§ EXERCISE DIRECTIONS:
How many of the lines in the material below contain the word "ExecResult"? Give the number alone.

§ INPUT FOR THIS TASK:

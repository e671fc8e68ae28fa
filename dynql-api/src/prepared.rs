use crate::rows::RowSet;
use crate::{Connection, ExecResult};
use dynql_core::dialect::CompiledStatement;
use dynql_core::{Result, Value};

/// A statement compiled once and bound on every execution
pub struct PreparedStatement<'c> {
    conn: &'c Connection,
    compiled: CompiledStatement,
}

impl<'c> PreparedStatement<'c> {
    pub(crate) fn new(conn: &'c Connection, compiled: CompiledStatement) -> Self {
        Self { conn, compiled }
    }

    /// Number of `?` parameters each execution must supply
    pub fn placeholder_count(&self) -> usize {
        self.compiled.placeholder_count
    }

    pub fn exec(&self, params: &[Value]) -> Result<ExecResult> {
        self.conn.execute_compiled(&self.compiled, params)
    }

    pub fn query(&self, params: &[Value]) -> Result<RowSet> {
        self.conn.query_compiled(&self.compiled, params)
    }

    pub(crate) fn compiled(&self) -> &CompiledStatement {
        &self.compiled
    }
}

§ TASK RESPONSE:
2